Autenticidade e factos

O fumo que sai do tacho suspenso, o fogareiro que irrompe da areia e se torna pequeno para tanta vontade, o homem que, vestindo uma velha camisa e um boné, cozinha de joelhos na praia… este é o primeiro plano de uma imagem de Noel de Magalhães, fotógrafo que há muito se dedica a registar as “paisagens vivas” do Douro. É uma imagem documental pelo passado que emana, pelo preto e branco que transpira, pela intimidade que se sente a céu aberto. É uma imagem que desde cedo me chamou a atenção, e que seleccionei para figurar numa revista sobre a região duriense.
O curioso é que, no dia do lançamento da revista, e graças à versatilidade da imagem fotográfica, consegui uma dedicatória de Noel de Magalhães, mesmo por cima da sua própria imagem, afinal assinar uma cópia em papel não é um sacrilégio… e depois de mim outras pessoas seguiram o exemplo.

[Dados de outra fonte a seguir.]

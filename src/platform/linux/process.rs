//! Process enumeration, control and DRM engine counters

use std::collections::HashMap;
use std::fs;
use std::path::PathBuf;
use std::time::Duration;

use nix::errno::Errno;
use nix::sys::signal::{kill, Signal};
use nix::unistd::Pid;

use super::{HostRoot, USER_HZ};
use crate::error::{read_to_string, TelemetryError, TelemetryResult};
use crate::platform::{GpuEngineSource, ProcessSource, RawProcess};

/// Fields of /proc/<pid>/stat we need.
#[derive(Debug, Clone, PartialEq, Eq)]
pub struct StatLine {
    pub name: String,
    pub ppid: u32,
    /// utime + stime in clock ticks
    pub ticks: u64,
}

/// The command name sits in parentheses and may itself contain spaces or
/// parentheses, so split on the last `)`.
pub fn parse_stat(content: &str) -> Option<StatLine> {
    let open = content.find('(')?;
    let close = content.rfind(')')?;
    let name = content.get(open + 1..close)?.to_string();
    let rest: Vec<&str> = content.get(close + 1..)?.split_whitespace().collect();
    // state ppid pgrp session tty tpgid flags minflt cminflt majflt cmajflt utime stime
    let ppid = rest.get(1)?.parse().ok()?;
    let utime: u64 = rest.get(11)?.parse().ok()?;
    let stime: u64 = rest.get(12)?.parse().ok()?;
    Some(StatLine {
        name,
        ppid,
        ticks: utime + stime,
    })
}

/// Resident set and private (anonymous plus swapped) bytes from
/// /proc/<pid>/status.
pub fn parse_status_memory(content: &str) -> (u64, u64) {
    let kb = |key: &str| -> u64 {
        content
            .lines()
            .find_map(|l| l.strip_prefix(key))
            .and_then(|v| v.split_whitespace().next())
            .and_then(|v| v.parse().ok())
            .unwrap_or(0)
    };
    (kb("VmRSS:") * 1024, (kb("RssAnon:") + kb("VmSwap:")) * 1024)
}

fn map_errno(pid: u32, errno: Errno) -> TelemetryError {
    match errno {
        Errno::ESRCH => TelemetryError::Exited(pid),
        Errno::EPERM => TelemetryError::PermissionDenied(format!("process {}", pid)),
        other => TelemetryError::Io {
            path: format!("process {}", pid),
            source: std::io::Error::from(other),
        },
    }
}

#[derive(Debug, Clone)]
pub struct LinuxProcessSource {
    root: HostRoot,
    logical: usize,
}

impl LinuxProcessSource {
    pub fn new(root: HostRoot) -> Self {
        let logical = fs::read_to_string(root.proc("stat"))
            .map(|s| {
                s.lines()
                    .filter(|l| l.starts_with("cpu") && l.as_bytes().get(3).is_some_and(u8::is_ascii_digit))
                    .count()
            })
            .unwrap_or(0);
        let logical = if logical > 0 {
            logical
        } else {
            std::thread::available_parallelism().map(|n| n.get()).unwrap_or(1)
        };
        Self { root, logical }
    }
}

impl ProcessSource for LinuxProcessSource {
    fn list(&self) -> TelemetryResult<Vec<RawProcess>> {
        let pids = self.root.pids();
        if pids.is_empty() {
            return Err(TelemetryError::Unavailable("/proc".into()));
        }
        Ok(pids
            .into_iter()
            .filter_map(|pid| {
                // A process may exit between enumeration and these reads.
                let stat = parse_stat(&fs::read_to_string(self.root.proc(format!("{}/stat", pid))).ok()?)?;
                let (working_set, private_bytes) = fs::read_to_string(self.root.proc(format!("{}/status", pid)))
                    .map(|s| parse_status_memory(&s))
                    .unwrap_or((0, 0));
                Some(RawProcess {
                    pid,
                    name: stat.name,
                    cpu_time: Duration::from_secs_f64(stat.ticks as f64 / USER_HZ as f64),
                    working_set,
                    private_bytes,
                })
            })
            .collect())
    }

    fn parent_map(&self) -> TelemetryResult<HashMap<u32, u32>> {
        let pids = self.root.pids();
        if pids.is_empty() {
            return Err(TelemetryError::Unavailable("/proc".into()));
        }
        Ok(pids
            .into_iter()
            .filter_map(|pid| {
                let stat = parse_stat(&fs::read_to_string(self.root.proc(format!("{}/stat", pid))).ok()?)?;
                Some((pid, stat.ppid))
            })
            .collect())
    }

    fn logical_processors(&self) -> usize {
        self.logical
    }

    fn terminate(&self, pid: u32) -> TelemetryResult<()> {
        let raw = i32::try_from(pid).map_err(|e| TelemetryError::parse("pid", e))?;
        kill(Pid::from_raw(raw), Signal::SIGTERM).map_err(|e| map_errno(pid, e))
    }

    fn executable_path(&self, pid: u32) -> TelemetryResult<PathBuf> {
        let link = self.root.proc(format!("{}/exe", pid));
        fs::read_link(&link).map_err(|e| TelemetryError::from_io(&link, e))
    }
}

/// One DRM client as described by a /proc/<pid>/fdinfo entry.
#[derive(Debug, Clone, PartialEq, Eq)]
pub struct DrmClient {
    pub pdev: String,
    pub client_id: String,
    pub engines: Vec<(String, u64)>,
}

pub fn parse_drm_fdinfo(content: &str) -> Option<DrmClient> {
    let mut pdev = None;
    let mut client_id = String::new();
    let mut engines = Vec::new();
    for line in content.lines() {
        let Some((key, value)) = line.split_once(':') else {
            continue;
        };
        let value = value.trim();
        if key == "drm-pdev" {
            pdev = Some(value.to_string());
        } else if key == "drm-client-id" {
            client_id = value.to_string();
        } else if let Some(engine) = key.strip_prefix("drm-engine-") {
            if engine == "capacity" || engine.starts_with("capacity-") {
                continue;
            }
            if let Some(ns) = value.split_whitespace().next().and_then(|v| v.parse().ok()) {
                engines.push((engine.to_string(), ns));
            }
        }
    }
    Some(DrmClient {
        pdev: pdev?,
        client_id,
        engines,
    })
}

/// Engine busy counters from DRM fdinfo. One instance per
/// (pid, device, engine, client).
pub struct LinuxGpuEngines {
    root: HostRoot,
    paths: HashMap<String, PathBuf>,
}

impl LinuxGpuEngines {
    pub fn new(root: HostRoot) -> Self {
        Self {
            root,
            paths: HashMap::new(),
        }
    }
}

fn instance_name(pid: u32, client: &DrmClient, engine: &str) -> String {
    format!(
        "pid_{}_luid_{}_eng_{}_client_{}",
        pid, client.pdev, engine, client.client_id
    )
}

fn pid_of(path: &std::path::Path) -> Option<u32> {
    // .../proc/<pid>/fdinfo/<fd>
    path.parent()?.parent()?.file_name()?.to_str()?.parse().ok()
}

impl GpuEngineSource for LinuxGpuEngines {
    fn instances(&mut self) -> TelemetryResult<Vec<String>> {
        self.paths.clear();
        for pid in self.root.pids() {
            let Ok(fds) = fs::read_dir(self.root.proc(format!("{}/fdinfo", pid))) else {
                continue;
            };
            for fd in fds.flatten() {
                let Ok(content) = fs::read_to_string(fd.path()) else {
                    continue;
                };
                let Some(client) = parse_drm_fdinfo(&content) else {
                    continue;
                };
                for (engine, _) in &client.engines {
                    self.paths.insert(instance_name(pid, &client, engine), fd.path());
                }
            }
        }
        let mut names: Vec<String> = self.paths.keys().cloned().collect();
        names.sort();
        Ok(names)
    }

    fn read(&mut self, instances: &[String]) -> TelemetryResult<Vec<(String, u64)>> {
        let mut by_path: HashMap<&PathBuf, Vec<&String>> = HashMap::new();
        for name in instances {
            if let Some(path) = self.paths.get(name) {
                by_path.entry(path).or_default().push(name);
            }
        }

        let mut out = Vec::new();
        for (path, wanted) in by_path {
            let Some(pid) = pid_of(path) else { continue };
            // The fd may have been closed since enumeration.
            let Ok(content) = read_to_string(path) else { continue };
            let Some(client) = parse_drm_fdinfo(&content) else { continue };
            for (engine, ns) in &client.engines {
                let name = instance_name(pid, &client, engine);
                if wanted.contains(&&name) {
                    out.push((name, *ns));
                }
            }
        }
        Ok(out)
    }
}

#[cfg(test)]
mod tests {
    use super::*;
    use crate::platform::linux::fixture;
    use pretty_assertions::assert_eq;

    #[test]
    fn test_parse_stat_with_parens_in_name() {
        let line = "1234 (Web Content (x)) S 1000 1234 1234 0 -1 4194560 100 0 0 0 250 50 0 0 20 0 1 0 100 0 0";
        let stat = parse_stat(line).unwrap();
        assert_eq!(stat.name, "Web Content (x)");
        assert_eq!(stat.ppid, 1000);
        assert_eq!(stat.ticks, 300);
    }

    #[test]
    fn test_parse_stat_rejects_truncated() {
        assert_eq!(parse_stat("12 (sh) S 1"), None);
    }

    #[test]
    fn test_parse_status_memory() {
        let status = "Name:\tbash\nVmRSS:\t    2048 kB\nRssAnon:\t    1024 kB\nVmSwap:\t  512 kB\n";
        assert_eq!(parse_status_memory(status), (2048 * 1024, 1536 * 1024));
    }

    #[test]
    fn test_list_reads_fixture_processes() {
        let dir = tempfile::tempdir().unwrap();
        fixture::write(dir.path(), "proc/stat", "cpu  1 2 3 4\ncpu0 1 2 3 4\ncpu1 1 2 3 4\n");
        fixture::write(
            dir.path(),
            "proc/10/stat",
            "10 (app) S 1 10 10 0 -1 0 0 0 0 0 150 50 0 0 20 0 1 0 0 0 0",
        );
        fixture::write(dir.path(), "proc/10/status", "VmRSS:\t100 kB\nRssAnon:\t40 kB\n");
        // Exited between enumeration and read.
        fs::create_dir_all(dir.path().join("proc/11")).unwrap();

        let source = LinuxProcessSource::new(HostRoot::at(dir.path()));
        assert_eq!(source.logical_processors(), 2);
        let procs = source.list().unwrap();
        assert_eq!(procs.len(), 1);
        assert_eq!(procs[0].name, "app");
        assert_eq!(procs[0].cpu_time, Duration::from_secs(2));
        assert_eq!(procs[0].working_set, 100 * 1024);
        assert_eq!(source.parent_map().unwrap().get(&10), Some(&1));
    }

    #[test]
    fn test_parse_drm_fdinfo() {
        let content = "pos:\t0\nflags:\t02100002\ndrm-driver:\tamdgpu\ndrm-pdev:\t0000:03:00.0\n\
                       drm-client-id:\t42\ndrm-engine-gfx:\t1500000 ns\ndrm-engine-compute:\t0 ns\n\
                       drm-engine-capacity-gfx:\t1\n";
        let client = parse_drm_fdinfo(content).unwrap();
        assert_eq!(client.pdev, "0000:03:00.0");
        assert_eq!(client.client_id, "42");
        assert_eq!(
            client.engines,
            vec![("gfx".to_string(), 1_500_000), ("compute".to_string(), 0)]
        );
        assert_eq!(parse_drm_fdinfo("pos:\t0\n"), None);
    }

    #[test]
    fn test_engine_instances_round_trip_fixture() {
        let dir = tempfile::tempdir().unwrap();
        fixture::write(
            dir.path(),
            "proc/77/fdinfo/9",
            "drm-pdev:\t0000:03:00.0\ndrm-client-id:\t5\ndrm-engine-gfx:\t1000 ns\n",
        );
        let mut engines = LinuxGpuEngines::new(HostRoot::at(dir.path()));
        let names = engines.instances().unwrap();
        assert_eq!(names, vec!["pid_77_luid_0000:03:00.0_eng_gfx_client_5".to_string()]);
        let values = engines.read(&names).unwrap();
        assert_eq!(values, vec![(names[0].clone(), 1000)]);
    }
}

Aquele momento, partindo do pressuposto que eu nem sequer imaginava que Noel Magalhães ainda era vivo, situava-se fora do tempo, era um privilégio, porque me permitia partilhar esta imagem com quem de facto a viu e registou, acrescentando a tudo isto uma prova, a dedicatória.
Estamos assim perante três elementos de prova: a imagem, o texto e a pessoa. As duas primeiras linguagens, apesar do seu fácil acesso, transporte, cópia e manipulação, apresentam-se como documentos do que realmente existiu, participando na construção da memória colectiva e individual, e que, uma vez em conjunto se reforçam e potenciam na procura do verdadeiro e genuíno.
O terceiro elemento, a pessoa, mesmo sendo a mais limitada no tempo, e não oferecendo igualmente garantia de fiabilidade, é no entanto, a prova que, no conjunto das três, maior autenticidade aufere à realidade dos factos.
Não é por acaso que esta semana foram noticiadas duas mortes de “testemunhas”, a de Tsutomu Yamaguchi – o último sobrevivente das bombas atómicas de Hiroshima e Nagasaki – e Miep Gies – a última guardiã do diário de Anne Frank – como sendo acontecimentos de relevo. Estas pessoas eram como que o último elo verdadeiro para com os acontecimentos que presenciaram, eram aqueles que mais do que textos e imagens podiam atestar a veracidade do passado em causa.
No entanto alguma tranquilidade existe, porque sabemos que para além da vida sempre existirão textos e imagens que nos recordem e autentifiquem o passado, garantindo a sobrevivência da nossa memória – colectiva e individual – e da nossa civilização.